-- Data extracts --

※ ※ ※

//! Thin façade over the search index and graph store (spec.md §4.9): picks
//! a retrieval mode, fails open when the embedding provider or the index is
//! unusable, and (graph mode) expands a base ranked set by BFS.

use crate::embedding::Provider;
use crate::error::Result;
use crate::graph::{GraphStore, Relation};
use crate::journal::JournalStore;
use crate::pattern_store::PatternStore;
use crate::search::{SearchHit, SearchIndex};
use crate::store::Paths;
use crate::transfer::TransferEngine;
use std::collections::HashMap;

#[derive(Debug, Clone, Copy, PartialEq, Eq)]
pub enum Mode {
    Fts,
    Semantic,
    Hybrid,
    Graph,
}

#[derive(Debug, Clone)]
pub struct RetrievalQuery {
    pub text: String,
    pub mode: Mode,
    pub project: Option<String>,
    pub limit: usize,
    pub compact: bool,
    pub depth: usize,
    pub edges: Option<Vec<Relation>>,
}

impl Default for RetrievalQuery {
    fn default() -> Self {
        Self { text: String::new(), mode: Mode::Fts, project: None, limit: 10, compact: false, depth: 2, edges: None }
    }
}

#[derive(Debug, Clone)]
pub struct RetrievalResult {
    pub hits: Vec<SearchHit>,
    pub degraded: bool,
}

/// Bundles the stores retrieval needs without `RetrievalEngine` owning
/// them; `Engine` owns the stores and constructs this per call.
pub struct Sources<'a> {
    pub journal: &'a JournalStore,
    pub patterns: &'a PatternStore,
    pub transfer: &'a TransferEngine,
    pub graph: &'a GraphStore,
    pub embedder: &'a dyn Provider,
    pub paths: &'a Paths,
}

pub struct RetrievalEngine;

impl RetrievalEngine {
    pub fn new() -> Self {
        Self
    }

    pub fn search(&self, index: &mut SearchIndex, sources: &Sources, query: &RetrievalQuery) -> Result<RetrievalResult> {
        let mut degraded = false;

        let lexical_only = self.lexical_hits(index, sources, query)?;
        if lexical_only.is_empty() && query.mode != Mode::Fts {
            index.build(sources.journal, sources.patterns, sources.transfer, sources.graph, sources.embedder)?;
        }

        let hits = match query.mode {
            Mode::Fts => self.lexical_hits(index, sources, query)?,
            Mode::Semantic => match sources.embedder.embed(&query.text) {
                Ok(vec) => index.search_semantic(&vec, query.limit)?,
                Err(_) => {
                    degraded = true;
                    self.lexical_hits(index, sources, query)?
                }
            },
            Mode::Hybrid => match sources.embedder.embed(&query.text) {
                Ok(vec) => index.search_hybrid(&query.text, Some(&vec), query.project.as_deref(), query.limit)?,
                Err(_) => {
                    degraded = true;
                    index.search_hybrid(&query.text, None, query.project.as_deref(), query.limit)?
                }
            },
            Mode::Graph => self.graph_expanded(index, sources, query)?,
        };

        Ok(RetrievalResult { hits, degraded })
    }

    fn lexical_hits(&self, index: &SearchIndex, _sources: &Sources, query: &RetrievalQuery) -> Result<Vec<SearchHit>> {
        index.search_lexical_all(&query.text, query.project.as_deref(), query.limit)
    }

    /// Open Question #3 resolution (SPEC_FULL.md §9): direct-match scores
    /// always take precedence over graph-derived scores for the same
    /// record; a node reachable via multiple paths keeps only its
    /// highest-scoring path.
    fn graph_expanded(&self, index: &mut SearchIndex, sources: &Sources, query: &RetrievalQuery) -> Result<Vec<SearchHit>> {
        let base = self.lexical_hits(index, sources, query)?;
        let depth = query.depth.min(3);

        let mut seed_ids: Vec<String> = Vec::new();
        for hit in sources.graph.search(&query.text)? {
            seed_ids.push(hit.node_id);
        }

        let mut expanded: HashMap<String, f64> = HashMap::new();
        for seed in &seed_ids {
            for (node_id, hop, relation) in sources.graph.related(seed, depth)? {
                if let Some(allowlist) = &query.edges {
                    if !allowlist.iter().any(|r| format!("{r:?}") == relation) {
                        continue;
                    }
                }
                let edge_weight = relation_weight(&relation);
                let score = edge_weight * 0.7_f64.powi(hop as i32);
                expanded.entry(node_id).and_modify(|s| {
                    if score > *s {
                        *s = score;
                    }
                }).or_insert(score);
            }
        }

        let mut direct_ids: std::collections::HashSet<String> = std::collections::HashSet::new();
        let mut merged = base;
        for hit in &merged {
            direct_ids.insert(hit.record_id.clone());
        }
        for (node_id, score) in expanded {
            if direct_ids.contains(&node_id) {
                continue;
            }
            if let Ok(node) = sources.graph.get(&node_id) {
                merged.push(SearchHit {
                    record_type: "graph_node".to_string(),
                    record_id: node.id,
                    content_prefix: node.name.chars().take(120).collect(),
                    project: None,
                    timestamp: node.updated_at,
                    score,
                });
            }
        }
        merged.sort_by(|a, b| b.score.partial_cmp(&a.score).unwrap());
        merged.truncate(query.limit);
        Ok(merged)
    }
}

impl Default for RetrievalEngine {
    fn default() -> Self {
        Self::new()
    }
}

/// Fixed edge-type relevance table (spec.md §4.8), in `[0.4, 1.0]`.
fn relation_weight(relation_debug: &str) -> f64 {
    match relation_debug {
        "Supersedes" => 1.0,
        "Contradicts" => 0.9,
        "Implements" => 0.85,
        "DependsOn" => 0.8,
        "Affects" => 0.75,
        "LearnedFrom" => 0.7,
        "Produces" | "Consumes" => 0.65,
        "RelatesTo" => 0.6,
        "Contains" | "PartOf" => 0.6,
        "References" | "Grounds" | "Informs" => 0.55,
        "DerivedFrom" | "SummarizedBy" | "Yields" | "Hosts" => 0.5,
        _ => 0.4,
    }
}

/// One fixed-width line per result: `[type] id | title(<=40) | project |
/// date | score` (spec.md §4.8 compact output).
pub fn render_compact(hits: &[SearchHit]) -> String {
    hits.iter()
        .map(|h| {
            let title: String = h.content_prefix.chars().take(40).collect();
            format!(
                "[{}] {} | {:<40} | {} | {} | {:.3}",
                h.record_type,
                h.record_id,
                title,
                h.project.as_deref().unwrap_or("-"),
                h.timestamp.format("%Y-%m-%d"),
                h.score
            )
        })
        .collect::<Vec<_>>()
        .join("\n")
}
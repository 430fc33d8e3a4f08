//! Topic briefing (spec.md §4.13), the subtraction check (§4.14), and
//! hook-callable auto-context injection (§4.15) — the three cross-store
//! reads that compose the other components directly rather than going
//! through the search index.

use crate::error::Result;
use crate::failure::FailureStore;
use crate::graph::GraphStore;
use crate::guard::{self, ContradictionHit};
use crate::journal::{DecisionStatus, JournalStore};
use crate::pattern_store::PatternStore;
use crate::retrieval::{render_compact, Mode, RetrievalEngine, RetrievalQuery, Sources};
use crate::search::SearchIndex;
use crate::text;
use std::path::Path;
use std::sync::mpsc;
use std::time::Duration;

#[derive(Debug, Clone)]
pub struct DecisionBrief {
    pub id: String,
    pub age_days: i64,
    pub spec_quality: f64,
    pub outcome: String,
    pub decision: String,
}

#[derive(Debug, Clone)]
pub struct PatternBrief {
    pub id: String,
    pub name: String,
    pub confidence: f64,
    pub stale: bool,
}

#[derive(Debug, Clone)]
pub struct FailureBrief {
    pub error_type: String,
    pub count: usize,
    pub promotion_candidate: bool,
}

#[derive(Debug, Clone)]
pub struct GraphEdgeBrief {
    pub from: String,
    pub relation: String,
    pub to: String,
}

#[derive(Debug, Clone, Default)]
pub struct Briefing {
    pub topic: String,
    pub decisions: Vec<DecisionBrief>,
    pub patterns: Vec<PatternBrief>,
    pub failures: Vec<FailureBrief>,
    pub graph_edges: Vec<GraphEdgeBrief>,
    pub contradictions: Vec<ContradictionHit>,
}

/// Topic-scoped, cross-component read (spec.md §4.13). Never mutates.
pub fn brief(topic: &str, journal: &JournalStore, patterns: &PatternStore, failures: &FailureStore, graph: &GraphStore) -> Result<Briefing> {
    let needle = topic.to_lowercase();
    let now = crate::ids::now();

    let matched_decisions: Vec<_> = journal
        .list(&crate::journal::ListFilter::default())?
        .into_iter()
        .filter(|d| d.status == DecisionStatus::Active)
        .filter(|d| {
            d.decision.to_lowercase().contains(&needle)
                || d.rationale.to_lowercase().contains(&needle)
                || d.entities.iter().any(|e| e.to_lowercase().contains(&needle))
                || d.tags.iter().any(|t| t.to_lowercase().contains(&needle))
        })
        .collect();

    let mut contradictions = Vec::new();
    for decision in &matched_decisions {
        let hits = guard::contradiction_scan(journal, graph, decision, journal.contradiction_threshold())?;
        for hit in hits {
            if matched_decisions.iter().any(|d| d.id == hit.other_id) {
                contradictions.push(hit);
            }
        }
    }

    let decisions = matched_decisions
        .iter()
        .map(|d| DecisionBrief {
            id: d.id.clone(),
            age_days: (now - d.timestamp).num_days(),
            spec_quality: d.spec_quality,
            outcome: format!("{:?}", d.outcome),
            decision: d.decision.clone(),
        })
        .collect();

    let pattern_matches: Vec<_> = patterns
        .list(None)?
        .into_iter()
        .filter(|p| {
            p.name.to_lowercase().contains(&needle)
                || p.context.to_lowercase().contains(&needle)
                || p.solution.to_lowercase().contains(&needle)
                || p.problem.to_lowercase().contains(&needle)
        })
        .map(|p| PatternBrief { id: p.id, name: p.name, confidence: p.confidence, stale: p.confidence < 0.3 })
        .collect();

    let anti_patterns = patterns.list_anti_patterns()?;
    let mut failure_counts: std::collections::HashMap<String, usize> = std::collections::HashMap::new();
    for f in failures.list(&crate::failure::ListFilter::default())? {
        if f.error_type.to_lowercase().contains(&needle) || f.error_message.to_lowercase().contains(&needle) {
            *failure_counts.entry(f.error_type).or_insert(0) += 1;
        }
    }
    let failure_briefs = failure_counts
        .into_iter()
        .map(|(error_type, count)| {
            let promotion_candidate = count >= 3 && !anti_patterns.iter().any(|a| a.name.to_lowercase().contains(&error_type.to_lowercase()));
            FailureBrief { error_type, count, promotion_candidate }
        })
        .collect();

    let mut graph_edges = Vec::new();
    for hit in graph.search(topic)? {
        for edge in graph.outgoing(&hit.node_id)? {
            graph_edges.push(GraphEdgeBrief { from: hit.node_id.clone(), relation: format!("{:?}", edge.relation), to: edge.to.clone() });
        }
    }

    Ok(Briefing { topic: topic.to_string(), decisions, patterns: pattern_matches, failures: failure_briefs, graph_edges, contradictions })
}

/// Structured Markdown suitable for agent consumption (spec.md §4.13).
pub fn render_markdown(briefing: &Briefing) -> String {
    let mut out = format!("# Brief: {}\n\n", briefing.topic);

    out.push_str("## Decisions\n");
    if briefing.decisions.is_empty() {
        out.push_str("_none_\n");
    }
    for d in &briefing.decisions {
        out.push_str(&format!(
            "- `{}` ({}d old, quality {:.2}, outcome {}): {}\n",
            d.id, d.age_days, d.spec_quality, d.outcome, d.decision
        ));
    }
    if !briefing.contradictions.is_empty() {
        out.push_str("\n**Contradictions:**\n");
        for c in &briefing.contradictions {
            out.push_str(&format!("- `{}` vs `{}` (similarity {:.2}, {} shared entities)\n", c.decision_id, c.other_id, c.similarity, c.shared_entities.len()));
        }
    }

    out.push_str("\n## Patterns\n");
    if briefing.patterns.is_empty() {
        out.push_str("_none_\n");
    }
    for p in &briefing.patterns {
        let stale = if p.stale { " (stale)" } else { "" };
        out.push_str(&format!("- `{}` {} confidence {:.2}{}\n", p.id, p.name, p.confidence, stale));
    }

    out.push_str("\n## Failures\n");
    if briefing.failures.is_empty() {
        out.push_str("_none_\n");
    }
    for f in &briefing.failures {
        let promo = if f.promotion_candidate { " — eligible for anti-pattern promotion" } else { "" };
        out.push_str(&format!("- {} x{}{}\n", f.error_type, f.count, promo));
    }

    out.push_str("\n## Graph\n");
    if briefing.graph_edges.is_empty() {
        out.push_str("_none_\n");
    }
    for e in &briefing.graph_edges {
        out.push_str(&format!("- {} → {} → {}\n", e.from, e.relation, e.to));
    }

    out
}

#[derive(Debug, Clone, Default)]
pub struct SubtractionReport {
    pub contradiction_pairs: usize,
    pub stale_pending_decisions: usize,
    pub low_confidence_unvalidated_patterns: usize,
    pub deprecated_patterns_without_replacement: usize,
}

impl SubtractionReport {
    pub fn summary_lines(&self) -> Vec<String> {
        vec![
            format!("{} decision contradiction(s)", self.contradiction_pairs),
            format!("{} pending decision(s) older than threshold", self.stale_pending_decisions),
            format!("{} low-confidence pattern(s) with zero validations", self.low_confidence_unvalidated_patterns),
            format!("{} deprecated pattern(s) with no replacement anti-pattern", self.deprecated_patterns_without_replacement),
        ]
    }
}

/// Advisory read-time checks invoked by resume (spec.md §4.14).
pub fn subtraction_check(journal: &JournalStore, patterns: &PatternStore, graph: &GraphStore, pending_days: u32) -> Result<SubtractionReport> {
    let active = journal
        .list(&crate::journal::ListFilter::default())?
        .into_iter()
        .filter(|d| d.status == DecisionStatus::Active)
        .collect::<Vec<_>>();

    let mut seen_pairs = std::collections::HashSet::new();
    let mut contradiction_pairs = 0;
    for decision in &active {
        for hit in guard::contradiction_scan(journal, graph, decision, journal.contradiction_threshold())? {
            let mut key = [decision.id.clone(), hit.other_id.clone()];
            key.sort();
            if seen_pairs.insert(key) {
                contradiction_pairs += 1;
            }
        }
    }

    let now = crate::ids::now();
    let cutoff_days = chrono::Duration::days(pending_days as i64);
    let stale_pending_decisions = active
        .iter()
        .filter(|d| d.outcome == crate::journal::DecisionOutcome::Pending && (now - d.timestamp) > cutoff_days)
        .count();

    let all_patterns = patterns.list(None)?;
    let low_confidence_unvalidated_patterns = all_patterns.iter().filter(|p| !p.deprecated && p.confidence < 0.3 && p.validations == 0).count();

    let anti_patterns = patterns.list_anti_patterns()?;
    let deprecated_patterns_without_replacement = all_patterns
        .iter()
        .filter(|p| p.deprecated)
        .filter(|p| !anti_patterns.iter().any(|a| text::jaccard(&a.name, &p.name) >= 0.3))
        .count();

    Ok(SubtractionReport { contradiction_pairs, stale_pending_decisions, low_confidence_unvalidated_patterns, deprecated_patterns_without_replacement })
}

/// Derives a project tag for [`inject`] by walking up from `cwd` looking for
/// a `.lore/project.yaml` marker. Falls back to `None`.
fn derive_project_tag(cwd: &Path) -> Option<String> {
    let mut dir = Some(cwd);
    while let Some(d) = dir {
        let marker = d.join(crate::store::Paths::new(".").project_marker());
        if marker.exists() {
            let text = std::fs::read_to_string(&marker).ok()?;
            let value: serde_yaml::Value = serde_yaml::from_str(&text).ok()?;
            return value.get("project").and_then(|v| v.as_str()).map(str::to_string);
        }
        dir = d.parent();
    }
    None
}

/// Hook-callable auto-context injection (spec.md §4.15). Fails silently
/// (returns `None`) within `deadline` on any error, including a timeout.
pub fn inject(
    cwd: &Path,
    prompt: &str,
    budget_tokens: usize,
    journal: &JournalStore,
    patterns: &PatternStore,
    transfer: &crate::transfer::TransferEngine,
    graph: &GraphStore,
    embedder: &dyn crate::embedding::Provider,
    search_db_path: &crate::store::Paths,
    deadline: Duration,
) -> Option<String> {
    let project = derive_project_tag(cwd);
    let keywords = text::keywords(prompt);
    if keywords.is_empty() {
        return None;
    }
    let query_text = keywords.join(" ");
    let limit = (budget_tokens / 20).clamp(3, 50);

    let (tx, rx) = mpsc::channel();
    let outcome = std::thread::scope(|scope| {
        scope.spawn(|| {
            let result = run_injection(search_db_path, &query_text, project, limit, journal, patterns, transfer, graph, embedder);
            let _ = tx.send(result);
        });
        rx.recv_timeout(deadline)
    });

    match outcome {
        Ok(Some(body)) => Some(format!("--- lore context ---\n{body}\n--- end lore context ---")),
        _ => None,
    }
}

fn run_injection(
    paths: &crate::store::Paths,
    query_text: &str,
    project: Option<String>,
    limit: usize,
    journal: &JournalStore,
    patterns: &PatternStore,
    transfer: &crate::transfer::TransferEngine,
    graph: &GraphStore,
    embedder: &dyn crate::embedding::Provider,
) -> Option<String> {
    let mut index = if SearchIndex::exists(paths) {
        SearchIndex::open(paths).ok()?
    } else {
        let mut index = SearchIndex::open(paths).ok()?;
        index.build(journal, patterns, transfer, graph, embedder).ok()?;
        index
    };

    let engine = RetrievalEngine::new();
    let sources = Sources { journal, patterns, transfer, graph, embedder, paths };
    let query = RetrievalQuery { text: query_text.to_string(), mode: Mode::Hybrid, project, limit, compact: true, depth: 2, edges: None };
    let result = engine.search(&mut index, &sources, &query).ok()?;
    if result.hits.is_empty() {
        return None;
    }
    Some(render_compact(&result.hits))
}
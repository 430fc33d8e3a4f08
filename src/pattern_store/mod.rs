//! Pattern catalogue (spec.md §4.3): a single YAML document holding
//! `patterns` and `anti_patterns`, mutated by atomic replace.

pub mod checks;
pub mod types;

use crate::error::{Error, Result};
use crate::store::lock::ExclusiveLock;
use crate::store::{fs as storefs, Paths};
use crate::{ids, spec_quality, text};
pub use checks::{check, CheckFinding};
pub use types::{AntiPattern, Category, NewAntiPattern, NewPattern, Pattern, PatternExamples, Severity};
use types::PatternDocument;

pub struct PatternStore {
    paths: Paths,
    dedup_threshold: f64,
}

impl PatternStore {
    pub fn new(paths: Paths, dedup_threshold: f64) -> Self {
        Self { paths, dedup_threshold }
    }

    fn read(&self) -> Result<PatternDocument> {
        storefs::read_yaml(&self.paths.patterns_file())
    }

    fn write(&self, doc: &PatternDocument) -> Result<()> {
        storefs::atomic_write_yaml(&self.paths.patterns_file(), doc)
    }

    pub fn capture(&self, input: NewPattern, force: bool) -> Result<Pattern> {
        let _lock = ExclusiveLock::acquire(&self.paths.patterns_file())?;
        let mut doc = self.read()?;

        if !force {
            if let Some(dup) = doc.patterns.iter().find(|p| {
                !p.deprecated && text::jaccard(&p.name, &input.name) >= self.dedup_threshold
            }) {
                return Err(Error::Conflict(format!(
                    "pattern resembles existing {} (similarity >= {:.2}); pass force to capture anyway",
                    dup.id, self.dedup_threshold
                )));
            }
        }

        let spec_quality = spec_quality::pattern_score(&input.name, &input.context, &input.solution, &input.problem);
        let pattern = Pattern {
            id: ids::pattern_id(),
            name: input.name,
            context: input.context,
            problem: input.problem,
            solution: input.solution,
            category: input.category.unwrap_or_default(),
            origin: input.origin,
            confidence: 0.5,
            validations: 0,
            created_at: ids::now(),
            spec_quality,
            examples: input.examples,
            deprecated: false,
            schema_version: 1,
        };

        doc.patterns.push(pattern.clone());
        self.write(&doc)?;
        tracing::debug!(id = %pattern.id, "captured pattern");
        Ok(pattern)
    }

    pub fn validate(&self, id: &str) -> Result<Pattern> {
        let _lock = ExclusiveLock::acquire(&self.paths.patterns_file())?;
        let mut doc = self.read()?;
        let pattern = doc
            .patterns
            .iter_mut()
            .find(|p| p.id == id)
            .ok_or_else(|| Error::NotFound { kind: "pattern", id: id.to_string() })?;
        pattern.validations += 1;
        pattern.confidence = (pattern.confidence + 0.05).min(1.0);
        let updated = pattern.clone();
        self.write(&doc)?;
        Ok(updated)
    }

    pub fn deprecate(&self, id: &str) -> Result<Pattern> {
        let _lock = ExclusiveLock::acquire(&self.paths.patterns_file())?;
        let mut doc = self.read()?;
        let pattern = doc
            .patterns
            .iter_mut()
            .find(|p| p.id == id)
            .ok_or_else(|| Error::NotFound { kind: "pattern", id: id.to_string() })?;
        pattern.deprecated = true;
        if !pattern.name.starts_with("[DEPRECATED]") {
            pattern.name = format!("[DEPRECATED] {}", pattern.name);
        }
        let updated = pattern.clone();
        self.write(&doc)?;
        Ok(updated)
    }

    pub fn warn(&self, input: NewAntiPattern) -> Result<AntiPattern> {
        let _lock = ExclusiveLock::acquire(&self.paths.patterns_file())?;
        let mut doc = self.read()?;
        let anti = AntiPattern {
            id: ids::anti_pattern_id(),
            name: input.name,
            symptom: input.symptom,
            risk: input.risk,
            fix: input.fix,
            category: input.category.unwrap_or_default(),
            severity: input.severity,
            created_at: ids::now(),
            schema_version: 1,
        };
        doc.anti_patterns.push(anti.clone());
        self.write(&doc)?;
        tracing::debug!(id = %anti.id, "warned anti-pattern");
        Ok(anti)
    }

    pub fn show(&self, id: &str) -> Result<Pattern> {
        self.read()?
            .patterns
            .into_iter()
            .find(|p| p.id == id)
            .ok_or_else(|| Error::NotFound { kind: "pattern", id: id.to_string() })
    }

    pub fn list(&self, category: Option<Category>) -> Result<Vec<Pattern>> {
        let doc = self.read()?;
        Ok(match category {
            Some(c) => doc.patterns.into_iter().filter(|p| p.category == c).collect(),
            None => doc.patterns,
        })
    }

    pub fn list_anti_patterns(&self) -> Result<Vec<AntiPattern>> {
        Ok(self.read()?.anti_patterns)
    }

    pub fn stale(&self) -> Result<Vec<Pattern>> {
        Ok(self.read()?.patterns.into_iter().filter(|p| p.is_stale() && !p.deprecated).collect())
    }
}

#[cfg(test)]
mod tests {
    use super::*;
    use tempfile::TempDir;

    fn store(dir: &TempDir) -> PatternStore {
        PatternStore::new(Paths::new(dir.path()), 0.70)
    }

    fn input(name: &str) -> NewPattern {
        NewPattern {
            name: name.to_string(),
            context: "shell scripts doing arithmetic".into(),
            problem: "octal misinterpretation of zero-padded numbers".into(),
            solution: "use $(( 10#$n )) to force base 10".into(),
            ..Default::default()
        }
    }

    #[test]
    fn capture_then_show_round_trips() {
        let dir = TempDir::new().unwrap();
        let store = store(&dir);
        let p = store.capture(input("Safe bash arithmetic"), false).unwrap();
        let fetched = store.show(&p.id).unwrap();
        assert_eq!(fetched.confidence, 0.5);
        assert_eq!(fetched.validations, 0);
    }

    #[test]
    fn near_duplicate_is_rejected_without_force() {
        let dir = TempDir::new().unwrap();
        let store = store(&dir);
        store.capture(input("Safe bash arithmetic"), false).unwrap();
        let result = store.capture(input("Safe Bash arith"), false);
        assert!(matches!(result, Err(Error::Conflict(_))));
    }

    #[test]
    fn validate_raises_confidence_and_validation_count() {
        let dir = TempDir::new().unwrap();
        let store = store(&dir);
        let p = store.capture(input("Safe bash arithmetic"), false).unwrap();
        let updated = store.validate(&p.id).unwrap();
        assert_eq!(updated.validations, 1);
        assert!((updated.confidence - 0.55).abs() < 1e-9);
    }

    #[test]
    fn deprecate_sets_flag_and_prefixes_name() {
        let dir = TempDir::new().unwrap();
        let store = store(&dir);
        let p = store.capture(input("Safe bash arithmetic"), false).unwrap();
        let updated = store.deprecate(&p.id).unwrap();
        assert!(updated.deprecated);
        assert!(updated.name.starts_with("[DEPRECATED]"));
    }

    #[test]
    fn stale_reports_unvalidated_or_low_confidence_patterns() {
        let dir = TempDir::new().unwrap();
        let store = store(&dir);
        store.capture(input("Safe bash arithmetic"), false).unwrap();
        let stale = store.stale().unwrap();
        assert_eq!(stale.len(), 1);
    }
}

※ ※ ※

-- Task item --
In the entries above, count each line that includes "join" and report the total with no other text.

-- Written reply --
3